_Data records_

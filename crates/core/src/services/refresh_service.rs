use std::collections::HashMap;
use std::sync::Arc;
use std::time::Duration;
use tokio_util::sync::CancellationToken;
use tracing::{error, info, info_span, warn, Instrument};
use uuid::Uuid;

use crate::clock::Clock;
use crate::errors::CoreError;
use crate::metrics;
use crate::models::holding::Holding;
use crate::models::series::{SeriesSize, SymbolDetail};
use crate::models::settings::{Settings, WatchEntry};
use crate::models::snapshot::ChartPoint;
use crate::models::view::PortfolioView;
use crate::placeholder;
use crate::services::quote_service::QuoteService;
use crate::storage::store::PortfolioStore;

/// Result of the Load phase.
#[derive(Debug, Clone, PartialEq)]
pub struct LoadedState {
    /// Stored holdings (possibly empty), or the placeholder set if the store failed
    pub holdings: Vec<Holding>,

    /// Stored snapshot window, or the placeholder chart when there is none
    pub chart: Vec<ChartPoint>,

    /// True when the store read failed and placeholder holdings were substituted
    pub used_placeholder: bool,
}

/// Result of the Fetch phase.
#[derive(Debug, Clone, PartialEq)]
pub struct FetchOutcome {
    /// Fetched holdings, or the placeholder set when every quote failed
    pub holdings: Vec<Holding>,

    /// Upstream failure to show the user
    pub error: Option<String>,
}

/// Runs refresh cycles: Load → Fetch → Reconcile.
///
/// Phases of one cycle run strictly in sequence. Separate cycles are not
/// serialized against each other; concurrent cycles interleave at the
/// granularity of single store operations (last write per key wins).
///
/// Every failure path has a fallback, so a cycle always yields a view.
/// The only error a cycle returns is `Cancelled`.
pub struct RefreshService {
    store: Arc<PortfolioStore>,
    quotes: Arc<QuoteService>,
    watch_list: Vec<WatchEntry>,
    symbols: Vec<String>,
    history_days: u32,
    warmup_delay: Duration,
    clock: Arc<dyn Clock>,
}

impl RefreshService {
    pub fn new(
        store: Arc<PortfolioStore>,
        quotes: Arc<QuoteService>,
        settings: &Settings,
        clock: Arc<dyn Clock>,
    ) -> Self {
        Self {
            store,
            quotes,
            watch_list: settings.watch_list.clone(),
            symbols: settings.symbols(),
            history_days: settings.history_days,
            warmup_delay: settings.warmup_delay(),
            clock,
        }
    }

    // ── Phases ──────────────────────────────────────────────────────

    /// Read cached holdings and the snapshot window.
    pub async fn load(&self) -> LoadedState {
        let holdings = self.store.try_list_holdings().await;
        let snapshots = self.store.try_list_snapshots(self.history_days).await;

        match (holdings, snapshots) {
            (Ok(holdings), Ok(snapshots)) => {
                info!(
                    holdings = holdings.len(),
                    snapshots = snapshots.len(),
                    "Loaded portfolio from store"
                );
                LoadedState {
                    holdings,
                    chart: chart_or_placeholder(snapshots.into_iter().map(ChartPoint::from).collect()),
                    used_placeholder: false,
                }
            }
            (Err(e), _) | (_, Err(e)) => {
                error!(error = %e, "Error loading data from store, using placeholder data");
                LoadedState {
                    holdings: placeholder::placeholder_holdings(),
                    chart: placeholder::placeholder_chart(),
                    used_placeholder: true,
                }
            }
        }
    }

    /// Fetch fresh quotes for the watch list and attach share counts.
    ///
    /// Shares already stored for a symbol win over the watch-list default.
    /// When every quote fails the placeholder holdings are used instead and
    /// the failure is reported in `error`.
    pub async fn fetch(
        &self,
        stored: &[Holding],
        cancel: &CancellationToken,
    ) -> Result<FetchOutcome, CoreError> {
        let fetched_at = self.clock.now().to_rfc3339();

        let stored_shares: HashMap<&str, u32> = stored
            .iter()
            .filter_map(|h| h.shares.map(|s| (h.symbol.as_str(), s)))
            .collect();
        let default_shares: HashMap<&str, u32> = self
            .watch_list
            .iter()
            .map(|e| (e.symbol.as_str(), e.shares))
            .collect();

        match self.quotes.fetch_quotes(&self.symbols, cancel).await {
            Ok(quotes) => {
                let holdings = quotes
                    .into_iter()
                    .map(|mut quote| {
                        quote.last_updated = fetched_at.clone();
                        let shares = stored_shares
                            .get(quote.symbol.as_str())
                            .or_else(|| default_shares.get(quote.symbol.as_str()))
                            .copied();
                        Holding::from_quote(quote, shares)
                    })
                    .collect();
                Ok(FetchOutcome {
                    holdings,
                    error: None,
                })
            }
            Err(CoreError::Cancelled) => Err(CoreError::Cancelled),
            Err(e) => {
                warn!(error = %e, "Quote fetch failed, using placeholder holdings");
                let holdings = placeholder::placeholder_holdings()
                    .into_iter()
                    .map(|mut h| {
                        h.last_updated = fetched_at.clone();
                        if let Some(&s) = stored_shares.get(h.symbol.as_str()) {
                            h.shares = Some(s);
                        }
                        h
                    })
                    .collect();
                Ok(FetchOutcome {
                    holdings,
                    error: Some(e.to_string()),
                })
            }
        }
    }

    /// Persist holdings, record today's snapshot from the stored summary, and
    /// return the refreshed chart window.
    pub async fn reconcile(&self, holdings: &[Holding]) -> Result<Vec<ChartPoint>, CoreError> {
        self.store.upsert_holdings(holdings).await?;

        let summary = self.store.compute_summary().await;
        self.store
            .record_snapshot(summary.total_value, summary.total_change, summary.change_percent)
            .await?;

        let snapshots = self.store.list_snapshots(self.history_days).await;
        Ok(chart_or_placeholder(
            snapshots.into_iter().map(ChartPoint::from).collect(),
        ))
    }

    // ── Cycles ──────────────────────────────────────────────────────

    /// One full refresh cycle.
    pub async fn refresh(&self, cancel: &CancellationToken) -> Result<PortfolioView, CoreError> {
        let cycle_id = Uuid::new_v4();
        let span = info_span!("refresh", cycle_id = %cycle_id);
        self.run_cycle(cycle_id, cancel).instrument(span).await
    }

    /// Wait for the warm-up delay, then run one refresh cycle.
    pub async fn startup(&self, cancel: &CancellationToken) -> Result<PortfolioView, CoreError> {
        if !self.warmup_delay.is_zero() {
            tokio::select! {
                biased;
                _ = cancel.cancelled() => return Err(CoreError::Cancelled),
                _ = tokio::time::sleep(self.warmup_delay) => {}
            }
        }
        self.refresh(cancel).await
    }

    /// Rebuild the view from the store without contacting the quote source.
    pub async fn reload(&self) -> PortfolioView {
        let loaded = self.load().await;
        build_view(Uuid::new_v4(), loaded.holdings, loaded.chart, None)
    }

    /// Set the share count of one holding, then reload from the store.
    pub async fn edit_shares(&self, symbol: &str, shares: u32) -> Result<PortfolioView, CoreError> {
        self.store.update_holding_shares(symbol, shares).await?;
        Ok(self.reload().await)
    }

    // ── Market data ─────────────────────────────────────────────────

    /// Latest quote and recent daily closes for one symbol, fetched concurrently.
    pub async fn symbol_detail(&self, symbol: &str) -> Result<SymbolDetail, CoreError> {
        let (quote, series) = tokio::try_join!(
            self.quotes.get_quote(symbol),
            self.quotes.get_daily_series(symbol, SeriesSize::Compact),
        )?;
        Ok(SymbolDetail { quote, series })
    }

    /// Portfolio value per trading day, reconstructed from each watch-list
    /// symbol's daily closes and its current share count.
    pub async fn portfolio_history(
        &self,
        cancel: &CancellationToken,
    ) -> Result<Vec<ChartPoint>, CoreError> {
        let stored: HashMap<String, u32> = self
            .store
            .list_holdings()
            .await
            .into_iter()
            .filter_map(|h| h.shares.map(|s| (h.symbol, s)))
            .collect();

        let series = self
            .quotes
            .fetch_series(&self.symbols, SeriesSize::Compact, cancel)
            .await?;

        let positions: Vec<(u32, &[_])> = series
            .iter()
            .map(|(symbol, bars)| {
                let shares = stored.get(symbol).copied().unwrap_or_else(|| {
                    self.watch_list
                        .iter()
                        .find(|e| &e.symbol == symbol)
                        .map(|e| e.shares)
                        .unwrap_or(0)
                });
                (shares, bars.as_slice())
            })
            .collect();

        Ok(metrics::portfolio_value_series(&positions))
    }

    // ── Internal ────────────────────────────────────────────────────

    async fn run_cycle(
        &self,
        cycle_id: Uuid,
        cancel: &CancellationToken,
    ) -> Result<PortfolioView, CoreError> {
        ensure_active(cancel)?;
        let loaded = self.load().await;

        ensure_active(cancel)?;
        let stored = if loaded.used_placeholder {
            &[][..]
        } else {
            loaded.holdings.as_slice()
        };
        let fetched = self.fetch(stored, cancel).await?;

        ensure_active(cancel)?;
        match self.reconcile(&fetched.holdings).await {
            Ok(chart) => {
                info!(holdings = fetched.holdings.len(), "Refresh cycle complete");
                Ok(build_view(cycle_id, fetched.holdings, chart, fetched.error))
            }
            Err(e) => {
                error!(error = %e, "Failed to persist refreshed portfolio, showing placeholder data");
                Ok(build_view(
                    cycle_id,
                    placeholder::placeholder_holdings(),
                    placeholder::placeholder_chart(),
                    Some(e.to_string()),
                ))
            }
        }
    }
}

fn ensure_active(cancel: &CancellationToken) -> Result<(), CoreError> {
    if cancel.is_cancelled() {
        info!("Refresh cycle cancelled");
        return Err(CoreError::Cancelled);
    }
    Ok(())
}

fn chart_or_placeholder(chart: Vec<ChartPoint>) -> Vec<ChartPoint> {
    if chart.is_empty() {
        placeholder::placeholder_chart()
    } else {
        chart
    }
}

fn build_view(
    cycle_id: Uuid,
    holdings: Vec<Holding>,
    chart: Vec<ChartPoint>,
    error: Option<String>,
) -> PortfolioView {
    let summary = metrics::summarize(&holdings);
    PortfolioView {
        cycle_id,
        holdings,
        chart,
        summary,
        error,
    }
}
---
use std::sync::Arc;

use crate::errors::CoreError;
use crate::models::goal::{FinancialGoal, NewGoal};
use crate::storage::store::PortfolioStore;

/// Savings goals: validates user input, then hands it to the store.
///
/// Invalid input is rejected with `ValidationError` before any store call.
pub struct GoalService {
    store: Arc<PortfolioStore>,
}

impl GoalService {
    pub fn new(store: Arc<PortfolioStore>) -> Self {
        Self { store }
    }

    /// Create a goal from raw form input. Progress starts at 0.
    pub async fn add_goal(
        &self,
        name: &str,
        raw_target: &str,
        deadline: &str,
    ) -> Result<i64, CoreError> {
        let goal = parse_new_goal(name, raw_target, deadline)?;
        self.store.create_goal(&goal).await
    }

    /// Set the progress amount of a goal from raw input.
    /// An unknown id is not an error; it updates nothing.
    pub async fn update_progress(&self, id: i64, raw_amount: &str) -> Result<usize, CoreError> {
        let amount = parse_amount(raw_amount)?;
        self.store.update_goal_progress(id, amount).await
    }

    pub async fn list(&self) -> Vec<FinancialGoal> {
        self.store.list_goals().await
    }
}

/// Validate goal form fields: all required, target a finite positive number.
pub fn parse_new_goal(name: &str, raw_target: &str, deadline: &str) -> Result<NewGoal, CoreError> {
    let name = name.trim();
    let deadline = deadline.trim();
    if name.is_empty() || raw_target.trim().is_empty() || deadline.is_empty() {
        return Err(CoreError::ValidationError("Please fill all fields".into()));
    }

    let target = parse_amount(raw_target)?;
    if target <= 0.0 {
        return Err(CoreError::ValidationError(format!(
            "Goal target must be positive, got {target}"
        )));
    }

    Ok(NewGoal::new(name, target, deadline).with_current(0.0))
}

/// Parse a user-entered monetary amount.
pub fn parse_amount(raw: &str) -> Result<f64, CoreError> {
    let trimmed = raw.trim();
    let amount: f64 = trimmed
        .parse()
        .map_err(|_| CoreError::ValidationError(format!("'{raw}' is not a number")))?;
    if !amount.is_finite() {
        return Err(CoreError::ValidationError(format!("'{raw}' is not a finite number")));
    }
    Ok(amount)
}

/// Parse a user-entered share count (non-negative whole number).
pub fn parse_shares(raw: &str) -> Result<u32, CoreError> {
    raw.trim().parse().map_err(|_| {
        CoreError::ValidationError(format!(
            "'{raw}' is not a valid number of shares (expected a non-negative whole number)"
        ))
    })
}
--
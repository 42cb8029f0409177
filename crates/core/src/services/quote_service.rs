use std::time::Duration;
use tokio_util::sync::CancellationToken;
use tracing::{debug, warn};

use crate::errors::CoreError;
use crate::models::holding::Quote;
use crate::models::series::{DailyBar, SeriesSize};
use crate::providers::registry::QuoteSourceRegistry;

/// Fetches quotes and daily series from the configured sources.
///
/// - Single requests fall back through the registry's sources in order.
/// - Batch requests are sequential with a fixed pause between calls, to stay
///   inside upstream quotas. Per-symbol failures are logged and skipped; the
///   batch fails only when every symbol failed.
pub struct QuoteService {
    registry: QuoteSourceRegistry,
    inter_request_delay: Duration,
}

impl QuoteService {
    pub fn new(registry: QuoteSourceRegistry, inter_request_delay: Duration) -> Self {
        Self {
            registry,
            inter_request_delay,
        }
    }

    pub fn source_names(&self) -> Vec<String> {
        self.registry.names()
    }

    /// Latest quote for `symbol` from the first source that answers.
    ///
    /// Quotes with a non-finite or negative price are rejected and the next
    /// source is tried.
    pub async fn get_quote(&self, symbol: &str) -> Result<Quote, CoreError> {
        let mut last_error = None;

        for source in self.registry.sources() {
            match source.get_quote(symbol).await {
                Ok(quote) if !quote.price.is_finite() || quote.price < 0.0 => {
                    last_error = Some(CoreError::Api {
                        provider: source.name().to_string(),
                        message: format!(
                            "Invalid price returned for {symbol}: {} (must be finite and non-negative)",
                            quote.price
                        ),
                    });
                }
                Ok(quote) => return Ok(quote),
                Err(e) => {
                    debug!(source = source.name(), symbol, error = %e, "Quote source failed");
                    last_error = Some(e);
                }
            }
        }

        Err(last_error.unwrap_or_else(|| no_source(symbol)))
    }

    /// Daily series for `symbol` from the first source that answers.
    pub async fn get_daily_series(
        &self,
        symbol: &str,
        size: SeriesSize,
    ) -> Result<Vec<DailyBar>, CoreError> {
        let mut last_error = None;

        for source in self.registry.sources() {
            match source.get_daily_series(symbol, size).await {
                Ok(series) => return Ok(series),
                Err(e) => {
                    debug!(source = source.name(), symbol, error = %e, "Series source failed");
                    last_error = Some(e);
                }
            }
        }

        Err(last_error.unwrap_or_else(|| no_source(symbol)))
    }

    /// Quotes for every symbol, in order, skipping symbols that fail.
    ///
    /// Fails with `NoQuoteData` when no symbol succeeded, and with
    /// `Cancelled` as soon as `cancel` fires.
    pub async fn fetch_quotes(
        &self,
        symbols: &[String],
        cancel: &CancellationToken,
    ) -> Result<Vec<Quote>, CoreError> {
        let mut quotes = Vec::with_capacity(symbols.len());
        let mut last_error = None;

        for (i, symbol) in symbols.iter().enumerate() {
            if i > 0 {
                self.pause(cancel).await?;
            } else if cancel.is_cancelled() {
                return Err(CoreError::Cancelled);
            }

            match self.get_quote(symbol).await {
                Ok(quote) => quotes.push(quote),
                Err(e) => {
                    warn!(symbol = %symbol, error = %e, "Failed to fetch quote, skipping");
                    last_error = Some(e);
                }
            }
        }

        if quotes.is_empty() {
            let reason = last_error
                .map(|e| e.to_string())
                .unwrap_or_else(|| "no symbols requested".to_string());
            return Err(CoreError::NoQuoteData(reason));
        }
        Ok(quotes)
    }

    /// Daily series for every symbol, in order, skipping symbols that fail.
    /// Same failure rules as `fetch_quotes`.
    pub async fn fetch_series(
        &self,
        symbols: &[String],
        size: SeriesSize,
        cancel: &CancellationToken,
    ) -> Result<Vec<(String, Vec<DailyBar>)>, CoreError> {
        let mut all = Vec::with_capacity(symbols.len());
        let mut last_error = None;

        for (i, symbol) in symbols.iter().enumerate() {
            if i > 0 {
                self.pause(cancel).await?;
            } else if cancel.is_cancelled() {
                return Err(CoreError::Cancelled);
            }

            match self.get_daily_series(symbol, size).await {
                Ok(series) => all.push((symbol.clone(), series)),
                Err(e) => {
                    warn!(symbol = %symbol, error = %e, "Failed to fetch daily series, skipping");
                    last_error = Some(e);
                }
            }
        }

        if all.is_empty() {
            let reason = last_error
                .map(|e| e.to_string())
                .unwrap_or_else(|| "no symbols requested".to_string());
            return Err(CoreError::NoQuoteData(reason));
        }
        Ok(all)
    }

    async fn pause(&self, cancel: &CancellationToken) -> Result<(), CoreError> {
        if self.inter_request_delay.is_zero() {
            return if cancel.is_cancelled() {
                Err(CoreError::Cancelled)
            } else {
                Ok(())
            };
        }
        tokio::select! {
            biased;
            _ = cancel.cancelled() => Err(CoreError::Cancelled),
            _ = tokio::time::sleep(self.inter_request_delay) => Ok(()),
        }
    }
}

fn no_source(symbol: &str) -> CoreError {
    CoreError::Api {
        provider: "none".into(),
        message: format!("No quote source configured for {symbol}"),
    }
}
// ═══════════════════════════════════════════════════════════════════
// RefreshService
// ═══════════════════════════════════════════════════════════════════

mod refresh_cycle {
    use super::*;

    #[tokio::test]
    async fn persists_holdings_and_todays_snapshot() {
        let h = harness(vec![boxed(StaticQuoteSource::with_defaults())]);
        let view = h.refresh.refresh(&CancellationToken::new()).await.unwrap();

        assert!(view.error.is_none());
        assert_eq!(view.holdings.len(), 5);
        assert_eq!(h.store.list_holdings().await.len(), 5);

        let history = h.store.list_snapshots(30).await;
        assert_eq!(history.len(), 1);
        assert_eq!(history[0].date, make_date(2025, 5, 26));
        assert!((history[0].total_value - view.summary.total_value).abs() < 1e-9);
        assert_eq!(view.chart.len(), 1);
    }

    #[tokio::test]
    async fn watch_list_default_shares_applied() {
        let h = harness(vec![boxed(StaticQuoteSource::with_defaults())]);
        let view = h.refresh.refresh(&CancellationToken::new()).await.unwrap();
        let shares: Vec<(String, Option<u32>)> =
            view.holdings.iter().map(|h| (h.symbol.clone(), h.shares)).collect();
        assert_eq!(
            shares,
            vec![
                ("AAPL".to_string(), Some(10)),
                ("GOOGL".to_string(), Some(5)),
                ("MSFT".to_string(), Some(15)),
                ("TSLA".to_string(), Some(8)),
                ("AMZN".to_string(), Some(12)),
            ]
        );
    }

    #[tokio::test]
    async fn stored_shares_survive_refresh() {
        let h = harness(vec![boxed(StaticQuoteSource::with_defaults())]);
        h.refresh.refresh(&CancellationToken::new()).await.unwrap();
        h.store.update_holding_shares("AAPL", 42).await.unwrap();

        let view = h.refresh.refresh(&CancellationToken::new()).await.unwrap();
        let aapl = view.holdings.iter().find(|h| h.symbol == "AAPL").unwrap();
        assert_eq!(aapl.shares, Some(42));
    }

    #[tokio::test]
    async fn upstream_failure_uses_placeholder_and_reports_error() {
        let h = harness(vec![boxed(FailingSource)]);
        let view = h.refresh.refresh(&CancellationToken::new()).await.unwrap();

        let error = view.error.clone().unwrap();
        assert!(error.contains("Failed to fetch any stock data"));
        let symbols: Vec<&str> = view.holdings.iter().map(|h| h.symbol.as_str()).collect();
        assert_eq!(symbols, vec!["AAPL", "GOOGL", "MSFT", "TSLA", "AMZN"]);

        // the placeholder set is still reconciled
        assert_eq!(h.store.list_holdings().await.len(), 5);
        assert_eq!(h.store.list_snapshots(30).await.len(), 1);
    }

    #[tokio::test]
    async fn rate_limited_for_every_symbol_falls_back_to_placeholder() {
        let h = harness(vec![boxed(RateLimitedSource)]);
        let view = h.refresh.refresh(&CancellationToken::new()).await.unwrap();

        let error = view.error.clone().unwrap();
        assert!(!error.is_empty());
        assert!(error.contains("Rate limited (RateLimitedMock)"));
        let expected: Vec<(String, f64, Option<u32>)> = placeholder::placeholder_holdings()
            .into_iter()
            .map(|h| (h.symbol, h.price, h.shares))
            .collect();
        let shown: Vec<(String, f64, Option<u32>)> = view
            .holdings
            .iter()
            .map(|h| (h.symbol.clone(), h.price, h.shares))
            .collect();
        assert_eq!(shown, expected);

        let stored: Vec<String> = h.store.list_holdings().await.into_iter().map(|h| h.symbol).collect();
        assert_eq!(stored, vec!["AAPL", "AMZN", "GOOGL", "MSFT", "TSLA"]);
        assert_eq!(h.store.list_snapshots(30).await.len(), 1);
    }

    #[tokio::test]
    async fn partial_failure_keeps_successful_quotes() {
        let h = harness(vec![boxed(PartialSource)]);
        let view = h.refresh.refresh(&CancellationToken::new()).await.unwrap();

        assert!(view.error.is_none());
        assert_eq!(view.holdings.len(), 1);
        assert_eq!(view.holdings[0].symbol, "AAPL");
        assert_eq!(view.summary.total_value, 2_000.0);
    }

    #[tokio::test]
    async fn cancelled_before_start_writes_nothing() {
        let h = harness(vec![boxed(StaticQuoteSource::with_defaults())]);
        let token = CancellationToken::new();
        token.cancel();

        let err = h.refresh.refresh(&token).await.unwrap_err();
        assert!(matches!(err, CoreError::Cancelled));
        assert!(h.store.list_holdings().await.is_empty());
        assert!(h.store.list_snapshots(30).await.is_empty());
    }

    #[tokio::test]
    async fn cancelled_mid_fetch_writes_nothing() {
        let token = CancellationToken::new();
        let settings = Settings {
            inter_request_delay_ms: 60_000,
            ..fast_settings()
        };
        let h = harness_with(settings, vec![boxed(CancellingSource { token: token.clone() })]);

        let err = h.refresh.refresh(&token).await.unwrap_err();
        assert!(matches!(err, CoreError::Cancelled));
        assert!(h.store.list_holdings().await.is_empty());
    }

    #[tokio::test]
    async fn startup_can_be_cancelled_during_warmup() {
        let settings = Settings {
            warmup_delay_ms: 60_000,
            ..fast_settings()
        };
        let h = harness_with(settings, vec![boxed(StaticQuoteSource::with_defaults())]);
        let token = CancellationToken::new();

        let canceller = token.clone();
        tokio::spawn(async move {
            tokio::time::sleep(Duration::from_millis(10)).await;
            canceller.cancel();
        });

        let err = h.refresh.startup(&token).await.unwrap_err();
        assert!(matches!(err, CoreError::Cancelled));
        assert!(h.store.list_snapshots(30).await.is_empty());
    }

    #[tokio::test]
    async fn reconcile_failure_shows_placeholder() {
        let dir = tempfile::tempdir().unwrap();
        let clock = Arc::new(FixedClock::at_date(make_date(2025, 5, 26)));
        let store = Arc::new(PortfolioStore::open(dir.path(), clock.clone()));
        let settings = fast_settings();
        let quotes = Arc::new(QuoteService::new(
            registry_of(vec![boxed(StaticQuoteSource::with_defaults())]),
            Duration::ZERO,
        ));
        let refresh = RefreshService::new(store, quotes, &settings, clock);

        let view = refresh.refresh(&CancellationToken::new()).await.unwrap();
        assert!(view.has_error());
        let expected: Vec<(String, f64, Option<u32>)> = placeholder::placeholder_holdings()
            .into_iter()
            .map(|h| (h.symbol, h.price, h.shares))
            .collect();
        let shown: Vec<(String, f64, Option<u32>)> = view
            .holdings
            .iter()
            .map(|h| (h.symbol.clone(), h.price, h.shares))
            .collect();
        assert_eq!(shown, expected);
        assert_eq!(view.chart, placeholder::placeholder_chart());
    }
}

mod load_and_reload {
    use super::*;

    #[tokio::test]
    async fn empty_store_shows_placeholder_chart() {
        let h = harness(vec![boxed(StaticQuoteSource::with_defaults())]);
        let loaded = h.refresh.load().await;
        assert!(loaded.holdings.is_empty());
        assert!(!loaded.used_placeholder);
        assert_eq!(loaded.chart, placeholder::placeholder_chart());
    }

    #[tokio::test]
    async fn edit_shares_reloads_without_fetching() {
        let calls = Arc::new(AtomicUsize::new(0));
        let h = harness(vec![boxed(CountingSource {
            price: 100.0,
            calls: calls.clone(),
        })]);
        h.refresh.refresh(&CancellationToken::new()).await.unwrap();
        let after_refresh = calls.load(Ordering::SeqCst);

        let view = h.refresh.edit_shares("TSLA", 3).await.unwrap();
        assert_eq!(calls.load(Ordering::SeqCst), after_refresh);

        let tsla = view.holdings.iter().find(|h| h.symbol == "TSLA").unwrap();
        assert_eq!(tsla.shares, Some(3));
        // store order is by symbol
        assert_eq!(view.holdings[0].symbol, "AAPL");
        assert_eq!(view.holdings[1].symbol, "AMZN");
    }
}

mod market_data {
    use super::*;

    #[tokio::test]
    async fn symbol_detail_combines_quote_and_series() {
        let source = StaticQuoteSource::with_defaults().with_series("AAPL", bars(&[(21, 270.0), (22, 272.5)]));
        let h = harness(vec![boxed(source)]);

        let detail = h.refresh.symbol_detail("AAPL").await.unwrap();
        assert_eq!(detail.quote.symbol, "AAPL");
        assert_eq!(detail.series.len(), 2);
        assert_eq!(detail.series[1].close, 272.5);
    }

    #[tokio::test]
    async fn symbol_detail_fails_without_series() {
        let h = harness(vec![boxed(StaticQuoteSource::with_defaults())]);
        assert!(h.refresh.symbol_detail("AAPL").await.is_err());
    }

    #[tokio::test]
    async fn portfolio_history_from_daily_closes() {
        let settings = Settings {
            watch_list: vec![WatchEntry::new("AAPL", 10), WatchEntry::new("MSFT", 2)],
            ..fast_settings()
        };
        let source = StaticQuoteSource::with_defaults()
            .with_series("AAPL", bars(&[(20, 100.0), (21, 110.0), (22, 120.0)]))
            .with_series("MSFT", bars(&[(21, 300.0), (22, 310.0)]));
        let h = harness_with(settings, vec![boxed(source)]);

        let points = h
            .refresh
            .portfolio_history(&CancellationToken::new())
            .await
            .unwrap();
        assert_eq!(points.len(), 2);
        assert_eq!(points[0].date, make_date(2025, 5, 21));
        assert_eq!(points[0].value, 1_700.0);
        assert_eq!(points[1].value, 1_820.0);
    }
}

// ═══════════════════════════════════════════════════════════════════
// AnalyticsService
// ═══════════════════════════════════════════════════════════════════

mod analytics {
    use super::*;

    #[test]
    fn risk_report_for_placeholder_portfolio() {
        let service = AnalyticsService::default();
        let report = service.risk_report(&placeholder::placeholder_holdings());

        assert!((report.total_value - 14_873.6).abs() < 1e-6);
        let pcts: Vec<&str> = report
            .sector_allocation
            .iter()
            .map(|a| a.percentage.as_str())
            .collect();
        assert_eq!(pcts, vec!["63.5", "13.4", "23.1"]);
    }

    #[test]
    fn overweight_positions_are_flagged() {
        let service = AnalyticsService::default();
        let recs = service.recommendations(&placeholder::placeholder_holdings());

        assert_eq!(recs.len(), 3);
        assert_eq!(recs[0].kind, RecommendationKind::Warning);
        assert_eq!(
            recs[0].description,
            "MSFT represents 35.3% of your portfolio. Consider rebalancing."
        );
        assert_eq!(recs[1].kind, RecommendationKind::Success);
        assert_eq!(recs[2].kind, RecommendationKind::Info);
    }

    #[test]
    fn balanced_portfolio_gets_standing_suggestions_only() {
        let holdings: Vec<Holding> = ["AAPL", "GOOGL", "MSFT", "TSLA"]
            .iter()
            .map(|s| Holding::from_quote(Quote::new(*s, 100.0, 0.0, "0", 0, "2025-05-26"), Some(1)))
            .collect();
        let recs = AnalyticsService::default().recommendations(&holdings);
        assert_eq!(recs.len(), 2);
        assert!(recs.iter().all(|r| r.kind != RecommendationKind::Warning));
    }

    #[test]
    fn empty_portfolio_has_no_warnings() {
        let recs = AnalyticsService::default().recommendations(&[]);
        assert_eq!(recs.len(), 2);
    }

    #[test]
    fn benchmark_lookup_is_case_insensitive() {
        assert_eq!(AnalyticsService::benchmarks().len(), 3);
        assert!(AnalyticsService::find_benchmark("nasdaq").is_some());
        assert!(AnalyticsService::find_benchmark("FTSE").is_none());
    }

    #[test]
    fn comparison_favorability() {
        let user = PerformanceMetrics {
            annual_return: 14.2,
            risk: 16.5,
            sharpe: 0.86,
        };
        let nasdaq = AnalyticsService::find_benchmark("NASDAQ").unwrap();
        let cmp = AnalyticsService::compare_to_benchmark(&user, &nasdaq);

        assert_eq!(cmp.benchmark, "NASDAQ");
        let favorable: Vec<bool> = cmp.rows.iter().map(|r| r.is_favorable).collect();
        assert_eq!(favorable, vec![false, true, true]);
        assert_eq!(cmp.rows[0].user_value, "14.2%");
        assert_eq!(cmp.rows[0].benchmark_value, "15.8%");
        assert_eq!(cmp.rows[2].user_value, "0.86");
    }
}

_What to produce_
Show all lines above holding "each".

_Solution to this exercise_
/// serialized against each other; concurrent cycles interleave at the
    /// Portfolio value per trading day, reconstructed from each watch-list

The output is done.